The answer is a number and only a number: how many lines of the data include the string "labels"?
>>
//! Error types for the cardgrade-ml crate.

use thiserror::Error;

/// Top-level error type for ML operations.
#[derive(Debug, Error)]
pub enum MlError {
    #[error("Manifest error: {0}")]
    Manifest(String),

    #[error("Dataset error: {0}")]
    Dataset(String),

    #[error("Training error: {0}")]
    Training(String),

    #[error("Model error: {0}")]
    Model(String),

    #[error("IO error: {0}")]
    Io(#[from] std::io::Error),

    #[error("Serialization error: {0}")]
    Serde(#[from] serde_json::Error),

    #[error("HTTP error: {0}")]
    Http(#[from] reqwest::Error),

    #[error("Tensor error: {0}")]
    Candle(#[from] candle_core::Error),

    #[error("Image error: {0}")]
    Image(#[from] image::ImageError),

    #[error("Hub error: {0}")]
    Hub(#[from] hf_hub::api::sync::ApiError),

    #[error("Directory walk error: {0}")]
    Walk(#[from] walkdir::Error),

    #[error("Not found: {0}")]
    NotFound(String),

    #[error("Invalid input: {0}")]
    InvalidInput(String),
}

impl MlError {
    pub fn manifest(msg: impl Into<String>) -> Self {
        Self::Manifest(msg.into())
    }

    pub fn dataset(msg: impl Into<String>) -> Self {
        Self::Dataset(msg.into())
    }

    pub fn training(msg: impl Into<String>) -> Self {
        Self::Training(msg.into())
    }

    pub fn model(msg: impl Into<String>) -> Self {
        Self::Model(msg.into())
    }

    pub fn not_found(msg: impl Into<String>) -> Self {
        Self::NotFound(msg.into())
    }

    pub fn invalid_input(msg: impl Into<String>) -> Self {
        Self::InvalidInput(msg.into())
    }
}

pub type Result<T> = std::result::Result<T, MlError>;
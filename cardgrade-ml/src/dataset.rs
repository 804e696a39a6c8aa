//! Image-folder dataset: `<root>/<class>/<image>`, one class per subfolder.
//!
//! Class names are sorted as strings and numbered in that order, so a grade
//! set `1..=10` maps `"1" -> 0, "10" -> 1, "2" -> 2, ...`. Images are decoded
//! lazily, one batch at a time.

use crate::error::{MlError, Result};
use candle_core::{DType, Device, Tensor};
use image::imageops::FilterType;
use rand::Rng;
use rand::seq::SliceRandom;
use std::path::{Path, PathBuf};
use walkdir::WalkDir;

/// File extensions recognised as images (compared case-insensitively).
pub const IMAGE_EXTENSIONS: &[&str] = &[
    "jpg", "jpeg", "png", "ppm", "bmp", "pgm", "tif", "tiff", "webp",
];

pub fn has_image_extension(path: &Path) -> bool {
    path.extension()
        .and_then(|ext| ext.to_str())
        .is_some_and(|ext| {
            IMAGE_EXTENSIONS
                .iter()
                .any(|known| known.eq_ignore_ascii_case(ext))
        })
}

/// One labelled image file.
#[derive(Debug, Clone, PartialEq, Eq)]
pub struct Sample {
    pub path: PathBuf,
    pub label: u32,
}

/// Labelled image files discovered under a dataset root.
#[derive(Debug, Clone)]
pub struct ImageFolder {
    classes: Vec<String>,
    samples: Vec<Sample>,
}

impl ImageFolder {
    /// Scan `root` for class folders and their images.
    ///
    /// Fails when the root is missing, holds no class folder, or any class
    /// folder holds no image.
    pub fn open(root: &Path) -> Result<Self> {
        if !root.is_dir() {
            return Err(MlError::not_found(format!(
                "Dataset directory {} does not exist",
                root.display()
            )));
        }

        let mut classes = Vec::new();
        for entry in std::fs::read_dir(root)? {
            let entry = entry?;
            let name = entry.file_name().to_string_lossy().into_owned();
            if entry.path().is_dir() {
                classes.push(name);
            }
        }
        classes.sort();

        if classes.is_empty() {
            return Err(MlError::dataset(format!(
                "Couldn't find any class folder in {}",
                root.display()
            )));
        }

        let mut samples = Vec::new();
        for (label, class) in classes.iter().enumerate() {
            let before = samples.len();
            for entry in WalkDir::new(root.join(class))
                .follow_links(true)
                .sort_by_file_name()
            {
                let entry = entry?;
                if entry.file_type().is_file() && has_image_extension(entry.path()) {
                    samples.push(Sample {
                        path: entry.into_path(),
                        label: label as u32,
                    });
                }
            }
            if samples.len() == before {
                return Err(MlError::dataset(format!(
                    "Found no valid file for the class {class}. Supported extensions are: {}",
                    IMAGE_EXTENSIONS.join(", ")
                )));
            }
        }

        tracing::info!(
            root = %root.display(),
            classes = classes.len(),
            samples = samples.len(),
            "Loaded image folder"
        );

        Ok(Self {
            classes,
            samples,
        })
    }

    /// Class names in label order.
    pub fn classes(&self) -> &[String] {
        &self.classes
    }

    pub fn num_classes(&self) -> usize {
        self.classes.len()
    }

    pub fn samples(&self) -> &[Sample] {
        &self.samples
    }

    pub fn len(&self) -> usize {
        self.samples.len()
    }

    pub fn is_empty(&self) -> bool {
        self.samples.is_empty()
    }

    /// Number of samples per class, in label order.
    pub fn class_counts(&self) -> Vec<usize> {
        let mut counts = vec![0; self.classes.len()];
        for sample in &self.samples {
            counts[sample.label as usize] += 1;
        }
        counts
    }
}

/// Decode `path`, resize to `image_size`², and return a `[3, H, W]` f32
/// tensor with values in `[0, 1]`. Every image is converted to RGB.
pub fn load_image(path: &Path, image_size: usize) -> Result<Tensor> {
    let img = image::ImageReader::open(path)?
        .with_guessed_format()?
        .decode()?;
    let side = image_size as u32;
    let rgb = img.resize_exact(side, side, FilterType::Triangle).to_rgb8();
    let tensor = Tensor::from_vec(rgb.into_raw(), (image_size, image_size, 3), &Device::Cpu)?
        .permute((2, 0, 1))?
        .to_dtype(DType::F32)?
        .affine(1.0 / 255.0, 0.0)?;
    Ok(tensor)
}

/// A decoded mini-batch.
pub struct Batch {
    /// `[B, 3, H, W]`
    pub images: Tensor,
    /// `[B]`, u32 class indices
    pub labels: Tensor,
}

impl Batch {
    pub fn len(&self) -> usize {
        self.labels.dims1().unwrap_or(0)
    }

    pub fn is_empty(&self) -> bool {
        self.len() == 0
    }
}

/// Mini-batch iterator over an [`ImageFolder`]. Reshuffled every epoch; the
/// last batch may be short.
pub struct BatchIterator {
    indices: Vec<usize>,
    batch_size: usize,
    pos: usize,
}

impl BatchIterator {
    pub fn new(len: usize, batch_size: usize) -> Self {
        Self {
            indices: (0..len).collect(),
            batch_size: batch_size.max(1),
            pos: 0,
        }
    }

    /// Start a new epoch in a fresh random order.
    pub fn reshuffle<R: Rng + ?Sized>(&mut self, rng: &mut R) {
        self.indices.shuffle(rng);
        self.pos = 0;
    }

    /// Sample indices of the next batch, or `None` once the epoch is exhausted.
    pub fn next_indices(&mut self) -> Option<&[usize]> {
        let n = self.indices.len();
        if self.pos >= n {
            return None;
        }
        let start = self.pos;
        let end = (start + self.batch_size).min(n);
        self.pos = end;
        Some(&self.indices[start..end])
    }

    /// Decode the next batch and move it to `device`.
    pub fn next_batch(
        &mut self,
        dataset: &ImageFolder,
        image_size: usize,
        device: &Device,
    ) -> Result<Option<Batch>> {
        let Some(indices) = self.next_indices() else {
            return Ok(None);
        };

        let mut images = Vec::with_capacity(indices.len());
        let mut labels = Vec::with_capacity(indices.len());
        for &i in indices {
            let sample = &dataset.samples[i];
            images.push(load_image(&sample.path, image_size)?);
            labels.push(sample.label);
        }

        let images = Tensor::stack(&images, 0)?.to_device(device)?;
        let labels = Tensor::new(labels, device)?;
        Ok(Some(Batch { images, labels }))
    }
}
<<
● Answer for the task
6